Не случайно Мэн-цзы многократно говорил о необходимости противопоставить истинные идеи таким соперникам конфуцианства, как Ян и Мо. Вспомним также его скрытую полемику с легистами или открытый спор с такими протодаосами, как Сюй Син или некий цисец Чэнь Чжун-цзы, питавшийся червивыми сливами[255]. Резко выступая в защиту идей гуманности и чувства долга, добродетели и справедливости, Мэн-цзы тем самым как бы взял на себя основную тяжесть борьбы со всеми противниками конфуцианских идей. Мало того, воинственный напор, которым постоянно сопровождались его поучения, обращенные в адрес любых его оппонентов и слушателей, начиная с правителей, свидетельствовал о том, что он поставил целью своей жизни не просто восстановить доброе имя и великую силу несколько потесненного конфуцианства, но и открыть перед школой жу-цзя новые перспективы, которые в условиях административной централизации и рыночного хозяйства могли бы помочь этой доктрине восторжествовать над своими соперниками.

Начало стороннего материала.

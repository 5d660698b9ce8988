use ratatui::Frame;
use ratatui::layout::Rect;
use ratatui::style::{Modifier, Style};
use ratatui::text::{Line, Span};
use ratatui::widgets::{Block, Borders, Paragraph};

use crate::model::config::Align;
use crate::ops::display::{DisplayRow, display_rows};
use crate::tui::app::{App, Focus};
use crate::util::unicode::{display_width, truncate_start_to_width, truncate_to_width};

const EMPTY_MESSAGE: &str = "No tasks yet";

/// Render the numbered task list
pub fn render_task_list(frame: &mut Frame, app: &mut App, area: Rect) {
    let bg = app.theme.background;
    let focused = app.focus == Focus::List;
    let border_color = if focused {
        app.theme.focus_border
    } else {
        app.theme.border
    };
    let title = match app.store.len() {
        1 => " 1 task ".to_string(),
        n => format!(" {} tasks ", n),
    };
    let block = Block::default()
        .borders(Borders::ALL)
        .title(title)
        .border_style(Style::default().fg(border_color).bg(bg))
        .style(Style::default().bg(bg));
    let inner = block.inner(area);
    frame.render_widget(block, area);
    app.hit.list = inner;

    let width = inner.width as usize;
    let height = inner.height as usize;

    if app.store.is_empty() {
        let line = Line::from(Span::styled(
            truncate_to_width(EMPTY_MESSAGE, width),
            Style::default().fg(app.theme.dim).bg(bg),
        ));
        frame.render_widget(Paragraph::new(line).style(Style::default().bg(bg)), inner);
        return;
    }

    app.scroll_list_to_cursor(height);
    let app: &App = app;

    let rows = display_rows(&app.store);
    let lines: Vec<Line> = rows
        .iter()
        .enumerate()
        .skip(app.list.scroll)
        .take(height)
        .map(|(i, row)| {
            let style = row_style(app, i, row, focused);
            Line::from(Span::styled(fit_row(row, app.align, width), style))
        })
        .collect();

    frame.render_widget(Paragraph::new(lines).style(Style::default().bg(bg)), inner);
}

/// Numbered rows stand out from continuation rows; done rows stay muted.
/// Selection and the focused cursor only change the background.
fn row_style(app: &App, i: usize, row: &DisplayRow, focused: bool) -> Style {
    let fg = if row.number.is_some() && !row.done {
        app.theme.text_bright
    } else {
        app.theme.task_color(row.done)
    };
    let mut style = Style::default().fg(fg).bg(app.theme.background);
    if app.list.selected.contains(&i) {
        style = style.bg(app.theme.selection_bg);
    }
    if focused && i == app.list.cursor {
        style = style
            .bg(app.theme.cursor_bg)
            .add_modifier(Modifier::BOLD);
    }
    style
}

/// Pad or cut a label to exactly `width` cells. Right-aligned rows lose
/// text from the front so the number stays visible.
fn fit_row(row: &DisplayRow, align: Align, width: usize) -> String {
    match align {
        Align::Right => {
            let label = truncate_start_to_width(&row.label, width);
            let pad = width.saturating_sub(display_width(&label));
            format!("{}{}", " ".repeat(pad), label)
        }
        Align::Left => {
            let label = truncate_to_width(&row.label, width);
            let pad = width.saturating_sub(display_width(&label));
            format!("{}{}", label, " ".repeat(pad))
        }
    }
}

#[cfg(test)]
mod tests {
    use super::*;
    use crate::model::config::Config;
    use crate::tui::render::test_helpers::*;
    use pretty_assertions::assert_eq;

    fn row(label: &str) -> DisplayRow {
        DisplayRow {
            label: label.into(),
            done: false,
            number: None,
        }
    }

    #[test]
    fn group_heads_use_bright_text() {
        let mut app = app_with_batches(&["Buy milk\nBuy eggs"]);
        app.store.toggle_selected([0]).unwrap();
        app.store.add_batch("Call mom").unwrap();
        let rows = display_rows(&app.store);
        let theme = app.theme.clone();

        let fg = |i: usize| row_style(&app, i, &rows[i], false).fg;
        // Done head stays muted, open head is bright, continuation is plain
        assert_eq!(fg(0), Some(theme.dim));
        assert_eq!(fg(1), Some(theme.dim));
        assert_eq!(fg(2), Some(theme.text_bright));

        app.store.add_batch("a\nb").unwrap();
        let rows = display_rows(&app.store);
        assert_eq!(row_style(&app, 4, &rows[4], false).fg, Some(theme.text));
    }

    #[test]
    fn cursor_row_only_when_focused() {
        let mut app = app_with_batches(&["a", "b"]);
        app.select_only(1);
        let rows = display_rows(&app.store);
        let theme = app.theme.clone();
        assert_eq!(row_style(&app, 1, &rows[1], true).bg, Some(theme.cursor_bg));
        assert_eq!(row_style(&app, 1, &rows[1], false).bg, Some(theme.selection_bg));
        assert_eq!(row_style(&app, 0, &rows[0], true).bg, Some(theme.background));
    }

    #[test]
    fn fit_row_pads_to_width() {
        assert_eq!(fit_row(&row("a  1. "), Align::Right, 10), "    a  1. ");
        assert_eq!(fit_row(&row("a  1. "), Align::Left, 10), "a  1.     ");
    }

    #[test]
    fn fit_row_keeps_number_when_cut() {
        let fitted = fit_row(&row("a long task  12. "), Align::Right, 8);
        assert!(fitted.ends_with("12. "));
        assert_eq!(display_width(&fitted), 8);
    }

    #[test]
    fn rows_render_right_aligned_by_default() {
        let mut app = app_with_batches(&["Buy milk\nBuy eggs", "Call mom"]);
        let output = render_to_string(30, 5, |frame, area| {
            render_task_list(frame, &mut app, area);
        });
        let lines: Vec<&str> = output.lines().collect();
        assert!(lines[0].contains("3 tasks"));
        assert_eq!(lines[1], "│               Buy milk  1. │");
        assert_eq!(lines[2], "│               Buy eggs     │");
        assert_eq!(lines[3], "│               Call mom  2. │");
    }

    #[test]
    fn rows_render_left_aligned_when_configured() {
        let mut config = Config::default();
        config.ui.align = Align::Left;
        let mut app = app_with_config(&config, &["Buy milk"]);
        let output = render_to_string(30, 3, |frame, area| {
            render_task_list(frame, &mut app, area);
        });
        assert!(output.lines().nth(1).unwrap().starts_with("│Buy milk  1."));
    }

    #[test]
    fn done_rows_carry_check_mark() {
        let mut app = app_with_batches(&["Buy milk"]);
        app.store.toggle_selected([0]).unwrap();
        let output = render_to_string(30, 3, |frame, area| {
            render_task_list(frame, &mut app, area);
        });
        assert!(output.contains("Buy milk ✓1."));
    }

    #[test]
    fn empty_list_shows_message() {
        let mut app = app_with_batches(&[]);
        let output = render_to_string(30, 4, |frame, area| {
            render_task_list(frame, &mut app, area);
        });
        assert!(output.contains(EMPTY_MESSAGE));
        assert_eq!(app.hit.list, Rect::new(1, 1, 28, 2));
    }

    #[test]
    fn list_scrolls_to_cursor() {
        let mut app = app_with_batches(&["a", "b", "c", "d", "e"]);
        app.select_only(4);
        let output = render_to_string(20, 4, |frame, area| {
            render_task_list(frame, &mut app, area);
        });
        assert_eq!(app.list.scroll, 3);
        assert!(output.contains("e  5."));
        assert!(!output.contains("a  1."));
    }
}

Другое дело, что в новых условиях борьба Мэн-цзы, стремившегося выдвинуть на передний план моральные принципы конфуцианства, не имела шансов на успех, ибо не обеспечивала эффективности в военных столкновениях с соседями. Тем не менее Мэн-цзы не шел на компромиссы, сохраняя уверенность в правоте и высшей справедливости доктрины, которую он столь энергично отстаивал. Он также надеялся, что ситуация в любую минуту может измениться и учения его соперников потерпят неудачу. Именно так и случилось после кратковременного существования первой китайской империи Цинь. Так что надежды Мэн-цзы отнюдь не были утопическими. Но главное, сам Мэн-цзы ни на секунду не сомневался в конечном исходе соперничества и в несомненной истинности учения, которому посвятил свою жизнь.


Мэн-цзы, как и Конфуций, в своих поучениях и поступках старательно отстаивал так называемое золотое правило этики: «Не делай того, что не следует, и не желай того, что не должно» [7А, XVII]. Не всегда это у него получалось, ибо по натуре он был человеком страстным и бескомпромиссным. Однако при этом он не был фанатиком идеи, недоступным для спора. Напротив, он любил вступать в спор и всегда находил убедительные аргументы для отстаивания своих позиций.